## [The problem]
Go through the entries below and tally the lines holding "that"; please reply with the number only.
═══
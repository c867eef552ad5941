// ============================================================================
// Transaction Module
// ============================================================================
//
// A Tx wraps a store transaction and carries two pieces of per-transaction
// state:
// - BaselineStore: the first snapshot of every entity read inside the
//   transaction, used as the "old" side of later diffs
// - DeferredQueue: actions (cache invalidation) that run only after commit
//
// ============================================================================

pub mod baseline;
pub mod deferred;
pub mod state;
pub mod tx;

pub use baseline::{BaselineStore, EntityKey};
pub use deferred::{DeferredOp, DeferredQueue};
pub use state::{TransactionState, TxId};
pub use tx::Tx;
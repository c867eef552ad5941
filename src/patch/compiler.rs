use std::collections::BTreeMap;

use serde_json::Value as JsonValue;
use tracing::warn;

use super::resolver::ColumnTypeResolver;
use super::{ColumnPatch, PatchOp, SetPathStep};
use crate::core::{ColumnDef, DbError, Result, Value, resolve_column};
use crate::diff::{Change, ChangeSet, DocumentDiff, PathValue};

/// Compiles change-sets into column patches.
///
/// Output is ordered by column name and path steps are in lexicographic path
/// order, so the same change-set always produces the same patches.
#[derive(Clone)]
pub struct PatchCompiler {
    resolver: ColumnTypeResolver,
    strict_serialization: bool,
}

impl PatchCompiler {
    pub fn new(resolver: ColumnTypeResolver) -> Self {
        Self {
            resolver,
            strict_serialization: false,
        }
    }

    /// When set, a value that cannot be serialized aborts compilation instead
    /// of being skipped.
    pub fn strict_serialization(mut self, strict: bool) -> Self {
        self.strict_serialization = strict;
        self
    }

    pub fn resolver(&self) -> &ColumnTypeResolver {
        &self.resolver
    }

    pub async fn compile(
        &self,
        table: &str,
        columns: &[ColumnDef],
        changes: &ChangeSet,
    ) -> Result<Vec<ColumnPatch>> {
        let mut patches = BTreeMap::<String, PatchOp>::new();

        for (field, change) in changes {
            let column = resolve_column(columns, field).to_string();
            if patches.contains_key(&column) {
                return Err(DbError::InvalidChangeSet(format!(
                    "column '{}' is targeted by more than one field",
                    column
                )));
            }

            let op = match change {
                Change::Scalar(value) => Some(PatchOp::Assign(value.clone())),
                Change::ClearDocument => Some(PatchOp::Clear),
                Change::ReplaceDocument(value) => {
                    self.compile_replace(table, &column, value).await?
                }
                Change::OverwriteDocument(value) => self
                    .serialized(table, &column, None, value)?
                    .map(|document| match document {
                        JsonValue::Null => PatchOp::Clear,
                        other => PatchOp::Assign(Value::Json(other)),
                    }),
                Change::PathSet(diff) => self.compile_paths(table, &column, diff).await?,
            };

            if let Some(op) = op {
                patches.insert(column, op);
            }
        }

        Ok(patches
            .into_iter()
            .map(|(column, op)| ColumnPatch { column, op })
            .collect())
    }

    async fn compile_replace(
        &self,
        table: &str,
        column: &str,
        value: &PathValue,
    ) -> Result<Option<PatchOp>> {
        let Some(document) = self.serialized(table, column, None, value)? else {
            return Ok(None);
        };

        let op = match document {
            JsonValue::Null => PatchOp::Clear,
            JsonValue::Object(_) => PatchOp::Merge {
                subtype: self.resolver.resolve(table, column).await,
                document,
            },
            // Concatenation is only a merge for objects; other shapes overwrite.
            other => PatchOp::Assign(Value::Json(other)),
        };
        Ok(Some(op))
    }

    async fn compile_paths(
        &self,
        table: &str,
        column: &str,
        diff: &DocumentDiff,
    ) -> Result<Option<PatchOp>> {
        let mut steps = Vec::with_capacity(diff.len());
        for (path, value) in diff.iter() {
            if path.is_root() {
                return Err(DbError::InvalidChangeSet(format!(
                    "empty document path for column '{}'",
                    column
                )));
            }
            if let Some(json) = self.serialized(table, column, Some(&path.dotted()), value)? {
                steps.push(SetPathStep {
                    path: path.clone(),
                    value: json,
                });
            }
        }

        if steps.is_empty() {
            return Ok(None);
        }

        Ok(Some(PatchOp::SetPaths {
            subtype: self.resolver.resolve(table, column).await,
            steps,
        }))
    }

    fn serialized(
        &self,
        table: &str,
        column: &str,
        path: Option<&str>,
        value: &PathValue,
    ) -> Result<Option<JsonValue>> {
        match value {
            PathValue::Ready(json) => Ok(Some(json.clone())),
            PathValue::Unserializable(reason) => {
                if self.strict_serialization {
                    let target = match path {
                        Some(path) => format!("{}.{}.{}", table, column, path),
                        None => format!("{}.{}", table, column),
                    };
                    return Err(DbError::Serialization(format!("{}: {}", target, reason)));
                }
                warn!(
                    table = %table,
                    column = %column,
                    path = path.unwrap_or(""),
                    error = %reason,
                    "skipping value that could not be serialized"
                );
                Ok(None)
            }
        }
    }
}
//! Intake configuration.
//!
//! Every tunable the classifiers and the validation pass consult lives
//! here, so callers (and tests) can override behavior deterministically
//! instead of relying on embedded constants.

use rand::Rng;
use serde::Serialize;

use crate::models::StaffRole;

/// Placeholder password generation for imported staff accounts.
///
/// Not a credential: the external auth provider issues the real one. The
/// generated value only satisfies the storage schema's non-null column.
#[derive(Debug, Clone, Serialize)]
pub struct PasswordSpec {
    /// Fixed output length in characters.
    pub length: usize,
    /// Characters drawn from, uniformly.
    pub charset: String,
}

impl Default for PasswordSpec {
    fn default() -> Self {
        Self {
            length: 8,
            charset: "abcdefghijklmnopqrstuvwxyzABCDEFGHIJKLMNOPQRSTUVWXYZ0123456789".into(),
        }
    }
}

impl PasswordSpec {
    /// Generate one placeholder password.
    pub fn generate(&self) -> String {
        let chars: Vec<char> = self.charset.chars().collect();
        let mut rng = rand::thread_rng();
        (0..self.length)
            .map(|_| chars[rng.gen_range(0..chars.len())])
            .collect()
    }
}

/// Tunables for free-text intake.
#[derive(Debug, Clone, Serialize)]
pub struct IntakeConfig {
    /// Role assigned when a contact line carries no role, or one outside
    /// the recognized set.
    pub default_role: StaffRole,
    /// Station assigned to contacts whose line has no station id. `None`
    /// means such contacts are rejected during validation (unless the role
    /// is station-independent).
    pub default_station: Option<String>,
    /// Placeholder credential generation.
    pub password: PasswordSpec,
    /// Hard per-line byte bound. Longer lines are truncated before any
    /// pattern matching runs.
    pub max_line_len: usize,
}

impl Default for IntakeConfig {
    fn default() -> Self {
        Self {
            default_role: StaffRole::Worker,
            default_station: None,
            password: PasswordSpec::default(),
            max_line_len: 4096,
        }
    }
}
═══
## [Exercise solution]
3